Aim of the exercise: Give the number of lines in the records below that hold "FnOnce"; nothing else is needed.

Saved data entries
-- Opening Marker --

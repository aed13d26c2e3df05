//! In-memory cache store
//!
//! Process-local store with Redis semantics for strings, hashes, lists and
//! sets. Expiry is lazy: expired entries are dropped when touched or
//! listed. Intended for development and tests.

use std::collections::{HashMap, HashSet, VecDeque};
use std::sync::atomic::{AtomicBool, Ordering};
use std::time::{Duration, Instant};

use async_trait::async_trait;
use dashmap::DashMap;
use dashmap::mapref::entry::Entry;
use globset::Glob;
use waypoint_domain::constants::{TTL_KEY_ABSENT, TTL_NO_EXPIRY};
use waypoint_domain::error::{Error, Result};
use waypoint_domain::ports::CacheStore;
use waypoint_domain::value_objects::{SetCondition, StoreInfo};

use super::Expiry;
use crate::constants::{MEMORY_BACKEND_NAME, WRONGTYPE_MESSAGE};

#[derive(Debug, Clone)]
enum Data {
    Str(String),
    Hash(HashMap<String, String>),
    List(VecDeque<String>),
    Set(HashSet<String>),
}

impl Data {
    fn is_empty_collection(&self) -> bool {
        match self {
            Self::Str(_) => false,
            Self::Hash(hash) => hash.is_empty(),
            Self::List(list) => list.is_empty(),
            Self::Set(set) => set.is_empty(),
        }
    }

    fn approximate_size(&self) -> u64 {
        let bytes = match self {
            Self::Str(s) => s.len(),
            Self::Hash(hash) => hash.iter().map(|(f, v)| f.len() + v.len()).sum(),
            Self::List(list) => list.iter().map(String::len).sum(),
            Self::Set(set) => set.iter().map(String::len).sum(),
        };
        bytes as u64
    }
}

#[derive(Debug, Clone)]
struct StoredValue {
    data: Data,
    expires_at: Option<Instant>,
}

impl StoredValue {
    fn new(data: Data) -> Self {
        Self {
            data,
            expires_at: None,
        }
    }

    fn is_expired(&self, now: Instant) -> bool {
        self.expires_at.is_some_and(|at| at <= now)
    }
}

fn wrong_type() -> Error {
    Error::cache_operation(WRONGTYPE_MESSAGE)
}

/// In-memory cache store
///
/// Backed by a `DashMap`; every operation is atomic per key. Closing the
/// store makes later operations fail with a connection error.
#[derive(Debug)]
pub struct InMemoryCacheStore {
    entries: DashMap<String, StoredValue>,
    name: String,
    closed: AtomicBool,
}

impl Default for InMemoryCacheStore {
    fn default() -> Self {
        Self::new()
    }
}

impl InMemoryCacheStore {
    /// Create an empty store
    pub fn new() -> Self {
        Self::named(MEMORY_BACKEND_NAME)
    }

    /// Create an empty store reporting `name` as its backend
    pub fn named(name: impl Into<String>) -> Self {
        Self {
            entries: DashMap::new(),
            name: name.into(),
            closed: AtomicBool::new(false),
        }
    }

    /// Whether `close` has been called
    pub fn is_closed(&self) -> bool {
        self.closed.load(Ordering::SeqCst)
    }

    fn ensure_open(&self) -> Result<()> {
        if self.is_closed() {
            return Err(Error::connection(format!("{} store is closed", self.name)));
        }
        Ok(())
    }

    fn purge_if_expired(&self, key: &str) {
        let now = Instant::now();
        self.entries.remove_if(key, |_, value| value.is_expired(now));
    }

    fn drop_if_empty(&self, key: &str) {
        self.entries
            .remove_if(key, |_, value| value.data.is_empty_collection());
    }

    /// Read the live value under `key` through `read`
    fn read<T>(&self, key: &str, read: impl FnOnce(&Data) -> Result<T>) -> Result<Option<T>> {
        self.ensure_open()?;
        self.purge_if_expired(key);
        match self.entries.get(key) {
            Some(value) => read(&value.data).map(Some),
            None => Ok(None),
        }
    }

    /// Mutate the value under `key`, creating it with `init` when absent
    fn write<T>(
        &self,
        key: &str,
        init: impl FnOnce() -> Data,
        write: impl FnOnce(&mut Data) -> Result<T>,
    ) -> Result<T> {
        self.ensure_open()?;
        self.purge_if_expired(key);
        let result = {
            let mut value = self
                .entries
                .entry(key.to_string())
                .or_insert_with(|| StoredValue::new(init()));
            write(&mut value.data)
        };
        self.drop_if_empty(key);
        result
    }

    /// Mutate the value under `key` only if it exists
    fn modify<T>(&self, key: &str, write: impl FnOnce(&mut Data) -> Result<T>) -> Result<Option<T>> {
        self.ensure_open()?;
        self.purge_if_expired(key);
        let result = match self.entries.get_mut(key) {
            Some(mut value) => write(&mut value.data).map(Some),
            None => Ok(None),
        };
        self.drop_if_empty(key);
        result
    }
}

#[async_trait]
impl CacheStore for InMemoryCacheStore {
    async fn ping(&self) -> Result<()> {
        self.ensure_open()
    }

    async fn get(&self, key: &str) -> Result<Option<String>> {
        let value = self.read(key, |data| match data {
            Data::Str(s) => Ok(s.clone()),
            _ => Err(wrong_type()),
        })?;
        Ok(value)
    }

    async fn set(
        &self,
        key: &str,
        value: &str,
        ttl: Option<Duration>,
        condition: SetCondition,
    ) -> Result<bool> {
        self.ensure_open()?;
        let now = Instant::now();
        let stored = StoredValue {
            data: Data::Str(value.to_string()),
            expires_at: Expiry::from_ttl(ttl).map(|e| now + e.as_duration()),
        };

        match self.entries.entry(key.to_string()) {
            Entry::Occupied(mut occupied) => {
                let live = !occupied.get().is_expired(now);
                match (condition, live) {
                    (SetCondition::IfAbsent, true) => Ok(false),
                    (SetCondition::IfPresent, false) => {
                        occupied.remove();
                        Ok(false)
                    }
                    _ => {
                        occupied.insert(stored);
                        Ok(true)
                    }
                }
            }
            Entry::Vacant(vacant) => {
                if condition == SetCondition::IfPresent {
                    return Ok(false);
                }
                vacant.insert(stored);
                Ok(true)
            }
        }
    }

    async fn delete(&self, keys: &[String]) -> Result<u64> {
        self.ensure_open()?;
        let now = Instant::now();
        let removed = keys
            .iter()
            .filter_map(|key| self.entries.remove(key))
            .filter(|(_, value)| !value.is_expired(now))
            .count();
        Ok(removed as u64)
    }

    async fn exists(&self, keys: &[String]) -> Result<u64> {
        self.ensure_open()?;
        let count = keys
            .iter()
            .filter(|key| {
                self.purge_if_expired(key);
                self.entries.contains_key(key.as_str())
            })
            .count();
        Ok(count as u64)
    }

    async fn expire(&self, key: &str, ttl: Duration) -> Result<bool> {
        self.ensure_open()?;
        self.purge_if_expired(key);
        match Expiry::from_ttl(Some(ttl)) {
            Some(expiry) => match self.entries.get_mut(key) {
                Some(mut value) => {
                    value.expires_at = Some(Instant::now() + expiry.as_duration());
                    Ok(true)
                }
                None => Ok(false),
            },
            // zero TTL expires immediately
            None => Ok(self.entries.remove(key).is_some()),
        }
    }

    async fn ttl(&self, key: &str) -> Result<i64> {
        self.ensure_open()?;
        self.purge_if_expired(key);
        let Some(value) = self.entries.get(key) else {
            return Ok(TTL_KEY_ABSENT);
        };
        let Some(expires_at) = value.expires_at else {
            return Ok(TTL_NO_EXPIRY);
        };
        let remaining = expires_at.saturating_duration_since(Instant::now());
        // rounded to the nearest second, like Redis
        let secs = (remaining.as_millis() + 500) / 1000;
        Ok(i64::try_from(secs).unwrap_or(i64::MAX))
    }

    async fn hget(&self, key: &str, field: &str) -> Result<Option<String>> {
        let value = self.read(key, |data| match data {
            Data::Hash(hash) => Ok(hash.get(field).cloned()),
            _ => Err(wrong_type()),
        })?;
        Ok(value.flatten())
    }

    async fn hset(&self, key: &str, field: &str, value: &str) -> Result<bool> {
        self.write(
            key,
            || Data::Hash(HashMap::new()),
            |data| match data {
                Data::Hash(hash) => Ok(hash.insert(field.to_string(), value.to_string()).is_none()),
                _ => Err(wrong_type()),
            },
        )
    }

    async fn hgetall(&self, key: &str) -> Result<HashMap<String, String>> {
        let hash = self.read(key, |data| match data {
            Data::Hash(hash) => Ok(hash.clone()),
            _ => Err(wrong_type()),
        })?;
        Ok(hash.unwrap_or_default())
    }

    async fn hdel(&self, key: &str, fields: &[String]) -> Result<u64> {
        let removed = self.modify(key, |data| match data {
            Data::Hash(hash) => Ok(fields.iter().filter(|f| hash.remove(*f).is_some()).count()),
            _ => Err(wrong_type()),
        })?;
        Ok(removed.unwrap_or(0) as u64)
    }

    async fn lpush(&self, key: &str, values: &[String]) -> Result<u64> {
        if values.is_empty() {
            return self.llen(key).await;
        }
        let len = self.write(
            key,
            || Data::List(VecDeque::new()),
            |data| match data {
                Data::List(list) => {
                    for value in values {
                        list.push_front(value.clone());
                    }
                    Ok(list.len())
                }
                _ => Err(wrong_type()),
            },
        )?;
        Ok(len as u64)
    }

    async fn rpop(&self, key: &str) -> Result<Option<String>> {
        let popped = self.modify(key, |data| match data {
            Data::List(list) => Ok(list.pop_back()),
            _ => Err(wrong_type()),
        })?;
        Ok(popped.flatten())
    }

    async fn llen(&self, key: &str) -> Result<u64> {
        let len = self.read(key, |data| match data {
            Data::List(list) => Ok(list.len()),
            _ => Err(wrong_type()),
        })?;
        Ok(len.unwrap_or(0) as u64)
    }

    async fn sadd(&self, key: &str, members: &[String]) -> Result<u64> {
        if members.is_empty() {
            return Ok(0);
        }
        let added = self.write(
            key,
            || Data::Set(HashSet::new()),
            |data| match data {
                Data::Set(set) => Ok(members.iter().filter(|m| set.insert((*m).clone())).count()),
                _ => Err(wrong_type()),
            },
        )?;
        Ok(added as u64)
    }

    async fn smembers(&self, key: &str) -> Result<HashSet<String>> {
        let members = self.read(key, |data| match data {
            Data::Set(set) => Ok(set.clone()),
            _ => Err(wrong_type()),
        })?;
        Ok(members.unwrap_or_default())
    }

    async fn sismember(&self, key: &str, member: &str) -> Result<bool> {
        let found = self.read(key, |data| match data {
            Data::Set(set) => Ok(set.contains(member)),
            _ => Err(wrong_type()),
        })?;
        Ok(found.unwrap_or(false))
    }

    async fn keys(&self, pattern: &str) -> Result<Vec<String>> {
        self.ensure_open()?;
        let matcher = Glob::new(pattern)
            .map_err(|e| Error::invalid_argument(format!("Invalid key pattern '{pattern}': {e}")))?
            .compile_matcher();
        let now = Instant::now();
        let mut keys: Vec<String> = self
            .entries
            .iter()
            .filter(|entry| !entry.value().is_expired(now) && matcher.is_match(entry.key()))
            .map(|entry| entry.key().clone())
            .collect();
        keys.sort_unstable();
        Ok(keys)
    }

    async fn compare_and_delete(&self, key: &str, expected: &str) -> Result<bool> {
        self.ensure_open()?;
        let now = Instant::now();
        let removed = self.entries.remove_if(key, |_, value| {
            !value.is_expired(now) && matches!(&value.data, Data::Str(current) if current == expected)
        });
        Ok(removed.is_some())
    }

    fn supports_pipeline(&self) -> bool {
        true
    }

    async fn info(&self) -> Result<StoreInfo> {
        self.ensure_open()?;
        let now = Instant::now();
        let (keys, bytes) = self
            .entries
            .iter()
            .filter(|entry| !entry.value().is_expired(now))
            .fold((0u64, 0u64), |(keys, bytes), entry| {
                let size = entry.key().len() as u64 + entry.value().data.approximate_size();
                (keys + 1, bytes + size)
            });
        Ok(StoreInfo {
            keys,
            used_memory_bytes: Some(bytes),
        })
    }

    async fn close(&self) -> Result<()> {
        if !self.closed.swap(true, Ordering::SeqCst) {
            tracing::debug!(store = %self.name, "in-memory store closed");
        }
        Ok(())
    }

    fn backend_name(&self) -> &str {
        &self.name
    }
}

-- Closing Marker --

Answer below: 4